Compensatory Branching Morphogenesis in the Drosophila Tracheal System
Target of Rapamycin
Compensatory Branching Morphogenesis in the Drosophila Tracheal System Deanne Francis Amin Ghabrial Most organs and glands are composed of interconnected networks of tubes. Tubes carryout many important functions throughout the body, such as homeostasis, nutrient and oxygen transport. Surprisingly, given the importance of interconnected tubular networks, how connections between different tubes are maintained remains undetermined. To address this question we used the Drosophila tracheal system as a model to study tube connectivity. The Drosophila trachea is composed of multi-cellular, auto-cellular and seamless tubes. Multi-cellular tubes are composed of multiple interconnected cells, auto-cellular tubes form by wrapping and membrane self-adhesion, while seamless tubes form entirely intracellularly. In all epithelial tube types, the cell apical domain faces the lumen. In this work, I focused on the connection between the auto-cellular tube in the stalk cell and the seamless tube in the highly branched terminal cell. Taking a forward genetic approach, I analyzed three mutants that perturb connectivity: oak gall (okg), conjoined (cnj) and disjointed (dsj). The connectivity defects resulted from branching and invasion of WT stalk cells into mutant terminal cells. To determine the mechanisms that induce branching of WT stalk cells we mapped the mutations. We found that okg and cnj encode two vATPase subunits and dsj encodes an Archease.
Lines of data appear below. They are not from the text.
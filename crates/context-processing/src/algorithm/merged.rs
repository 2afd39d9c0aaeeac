use json_ld_syntax::context::definition::{TypeTermDefinition, Vocab};
use json_ld_syntax::context::{Definition, TermDefinition};
use json_ld_syntax::{Direction, LenientLangTagBuf, Nullable};

/// A context definition merged with the definition it `@import`s, the
/// entries of `base` taking priority over those of `imported`.
pub struct Merged<'a> {
	base: &'a Definition,
	imported: Option<json_ld_syntax::context::Context>,
}

impl<'a> Merged<'a> {
	pub fn new(base: &'a Definition, imported: Option<json_ld_syntax::context::Context>) -> Self {
		Self { base, imported }
	}

	pub fn imported(&self) -> Option<&Definition> {
		self.imported.as_ref().and_then(|imported| match imported {
			json_ld_syntax::context::Context::One(
				json_ld_syntax::ContextEntry::Definition(def),
			) => Some(&**def),
			_ => None,
		})
	}

	pub fn base(&self) -> Option<Nullable<&iref::IriRef>> {
		self.base
			.base
			.as_ref()
			.or_else(|| self.imported().and_then(|i| i.base.as_ref()))
			.map(Nullable::as_deref)
	}

	pub fn vocab(&self) -> Option<Nullable<&Vocab>> {
		self.base
			.vocab
			.as_ref()
			.or_else(|| self.imported().and_then(|i| i.vocab.as_ref()))
			.map(Nullable::as_ref)
	}

	pub fn language(&self) -> Option<Nullable<&LenientLangTagBuf>> {
		self.base
			.language
			.as_ref()
			.or_else(|| self.imported().and_then(|i| i.language.as_ref()))
			.map(Nullable::as_ref)
	}

	pub fn direction(&self) -> Option<Nullable<Direction>> {
		self.base
			.direction
			.or_else(|| self.imported().and_then(|i| i.direction))
	}

	pub fn protected(&self) -> Option<bool> {
		self.base
			.protected
			.or_else(|| self.imported().and_then(|i| i.protected))
	}

	pub fn type_(&self) -> Option<TypeTermDefinition> {
		self.base
			.type_
			.or_else(|| self.imported().and_then(|i| i.type_))
	}

	/// Looks up `key` in `base`, falling back to `imported`.
	pub fn get(&self, key: &str) -> Option<Nullable<&TermDefinition>> {
		self.base
			.bindings
			.get(key)
			.or_else(|| self.imported().and_then(|i| i.bindings.get(key)))
			.map(Nullable::as_ref)
	}

	/// Iterates over every binding, `base`'s shadowing `imported`'s, in
	/// `imported` order first, then `base` order (matching the order the
	/// Context Processing Algorithm defines terms in after a merge).
	pub fn bindings(&self) -> impl Iterator<Item = (&str, Nullable<&TermDefinition>)> {
		let imported = self.imported().into_iter().flat_map(move |i| {
			i.bindings
				.iter()
				.filter(move |(k, _)| self.base.bindings.get(k.as_str()).is_none())
				.map(|(k, v)| (k.as_str(), v.as_ref()))
		});
		let base = self
			.base
			.bindings
			.iter()
			.map(|(k, v)| (k.as_str(), v.as_ref()));
		imported.chain(base)
	}
}

impl<'a> From<&'a Definition> for Merged<'a> {
	fn from(base: &'a Definition) -> Self {
		Self {
			base,
			imported: None,
		}
	}
}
Terminal cells deficient for vATPase activity mis-localize apical proteins and stall apical membrane growth, which stimulates compensatory stalk cell hypertrophy and branching. While dsj, okg and cnj terminal cells shared terminal cell pruning defects were genetically downstream of the Target of Rapamycin (Tor) pathway, the compensatory branching of WT stalk cells adjacent to dsj terminal cell was independent of apical polarity. Additionally, we found that terminal cell injury induced adjacent stalk cell compensatory branching and stalk cells next to injured and genetically compromised terminal cells activate Jun Kinase and endoreplicate during invasion. Finally, inactivation of the Hippo growth pathway in stalk cells is sufficient to induce hypertrophy and branching. We conclude that genetically compromised or injured terminal cells activate hypertrophy and branching in a neighboring stalk cell.